The prosecutors’ filing states that by awarding Bass free tuition in 2011, Flynn hoped to obtain the congresswoman’s assistance in passing legislation. Bass sponsored a bill in Congress that would have expanded USC’s and other private universities’ access to federal funding for social work, “just as defendant Flynn wanted.”
Flynn is charged with what prosecutors allege was a quid pro quo with Ridley-Thomas involving an exchange of lucrative county contracts for a scholarship awarded to his son. Prosecutors have pointed to an email from Flynn in which she noted doing “the same” exchange with Bass, the Times reported.
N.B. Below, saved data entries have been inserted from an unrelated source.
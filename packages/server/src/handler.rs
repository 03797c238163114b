//! WebSocket and HTTP handlers.

use std::sync::Arc;

use axum::{
    Json,
    extract::{
        State,
        ws::{Message, WebSocket, WebSocketUpgrade},
    },
    response::IntoResponse,
};
use futures_util::{sink::SinkExt, stream::StreamExt};
use tokio::sync::mpsc;

use gavel_shared::protocol::{ClientMessage, JoinedAuctionData, ServerMessage};

use crate::registry::{ConnectionId, RegistryStats};
use crate::state::AppState;

pub async fn websocket_handler(
    ws: WebSocketUpgrade,
    State(state): State<Arc<AppState>>,
) -> impl IntoResponse {
    // The outbound channel is registered before the upgrade completes so a
    // broadcast arriving mid-handshake is queued, not lost. The registry
    // keeps the only sender: unregistering (disconnect or heartbeat
    // eviction) closes the channel, which ends the send task below and
    // tears the socket down.
    let (tx, rx) = mpsc::unbounded_channel();
    let conn_id = state.registry.register(tx, state.clock.now_millis()).await;

    tracing::info!("Connection {} accepted", conn_id);
    ws.on_upgrade(move |socket| handle_socket(socket, state, conn_id, rx))
}

async fn handle_socket(
    socket: WebSocket,
    state: Arc<AppState>,
    conn_id: ConnectionId,
    mut rx: mpsc::UnboundedReceiver<String>,
) {
    let (mut sender, mut receiver) = socket.split();

    // Acknowledge the open channel before anything else.
    let greeting = serde_json::to_string(&ServerMessage::Connected).unwrap();
    if let Err(e) = sender.send(Message::Text(greeting.into())).await {
        tracing::warn!("Failed to greet connection {}: {}", conn_id, e);
        state.registry.unregister(conn_id).await;
        return;
    }

    let state_for_recv = state.clone();
    let mut recv_task = tokio::spawn(async move {
        while let Some(frame) = receiver.next().await {
            let frame = match frame {
                Ok(frame) => frame,
                Err(e) => {
                    tracing::warn!("WebSocket read error on {}: {}", conn_id, e);
                    break;
                }
            };

            match frame {
                Message::Text(text) => {
                    handle_client_frame(&state_for_recv, conn_id, &text).await;
                }
                Message::Close(_) => {
                    tracing::info!("Connection {} requested close", conn_id);
                    break;
                }
                // Protocol-level ping/pong is handled by the transport; the
                // application heartbeat is the JSON `ping` envelope.
                _ => {}
            }
        }
    });

    let mut send_task = tokio::spawn(async move {
        while let Some(frame) = rx.recv().await {
            if sender.send(Message::Text(frame.into())).await.is_err() {
                break;
            }
        }
    });

    // If either task completes, abort the other.
    tokio::select! {
        _ = &mut recv_task => send_task.abort(),
        _ = &mut send_task => recv_task.abort(),
    };

    // Destruction synchronously removes the connection from any room.
    state.registry.unregister(conn_id).await;
    tracing::info!("Connection {} closed", conn_id);
}

/// Apply one inbound frame. Malformed or unknown frames are logged and
/// dropped; the connection stays alive. Replies travel through the same
/// outbound channel broadcasts use, preserving per-connection frame order.
/// Frames from a connection the registry no longer knows (already evicted)
/// are ignored; its socket is mid-teardown.
async fn handle_client_frame(state: &Arc<AppState>, conn_id: ConnectionId, text: &str) {
    let msg = match serde_json::from_str::<ClientMessage>(text) {
        Ok(msg) => msg,
        Err(e) => {
            tracing::warn!("Discarding unparseable frame from {}: {}", conn_id, e);
            return;
        }
    };

    match msg {
        ClientMessage::IdentifyUser { user_id } => {
            state.registry.identify(conn_id, user_id).await;
        }
        ClientMessage::JoinAuction {
            listing_id,
            user_id,
        } => {
            if let Some(user_id) = user_id {
                state.registry.identify(conn_id, user_id).await;
            }
            let now = state.clock.now_millis();
            if let Some(participant_count) = state.registry.join(conn_id, listing_id, now).await {
                reply(
                    state,
                    conn_id,
                    &ServerMessage::JoinedAuction {
                        listing_id,
                        data: JoinedAuctionData { participant_count },
                    },
                )
                .await;
            }
        }
        ClientMessage::LeaveAuction => {
            state.registry.leave(conn_id).await;
        }
        ClientMessage::Ping => {
            // A ping from an evicted connection is not acknowledged; the
            // stalled client must observe the close and reconnect.
            if state
                .registry
                .touch_heartbeat(conn_id, state.clock.now_millis())
                .await
            {
                reply(state, conn_id, &ServerMessage::Pong).await;
            } else {
                tracing::debug!("Ping from evicted connection {} ignored", conn_id);
            }
        }
    }
}

async fn reply(state: &Arc<AppState>, conn_id: ConnectionId, msg: &ServerMessage) {
    let frame = serde_json::to_string(msg).unwrap();
    if !state.registry.send_to(conn_id, frame).await {
        // The connection is gone; teardown in handle_socket will finish up.
        tracing::debug!("Reply to {} dropped, connection closed", conn_id);
    }
}

/// Health check endpoint.
pub async fn health_check() -> Json<serde_json::Value> {
    Json(serde_json::json!({"status": "ok"}))
}

/// Live counters: connections, rooms, hot auctions.
pub async fn get_stats(State(state): State<Arc<AppState>>) -> Json<RegistryStats> {
    Json(state.registry.stats().await)
}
In many of the court filings, Bass’ name is redacted, in accord with Department of Justice policy. But the Times confirmed her identity through case records, people familiar with the case and copies of emails that were filed in court and later redacted.
Flynn and Ridley-Thomas will be on trial in November. The details of Bass’ free master’s degree from USC could become a contested part of the case, the Times reported. According to a copy of a subpoena filed in August, Flynn’s lawyers subpoenaed USC in June for correspondence pertaining to Bass’ scholarship and any honors or benefits given to Bass.
Bass is heading into the final weeks of her campaign for mayor of Los Angeles with Rick Caruso.
Bass, through a spokesperson, denied speaking with Flynn about federal funding for social work programs at private universities. When asked whether it was apparent that Flynn had a legislative agenda in offering the scholarship, Bass said, “No,” according to the Times.
“Everybody knows that the welfare of children and families has been a passion and policy focus of mine for decades,” Bass told the Times. “The only reason I studied nights and weekends for a master’s degree was to become a better advocate for children and families — period.”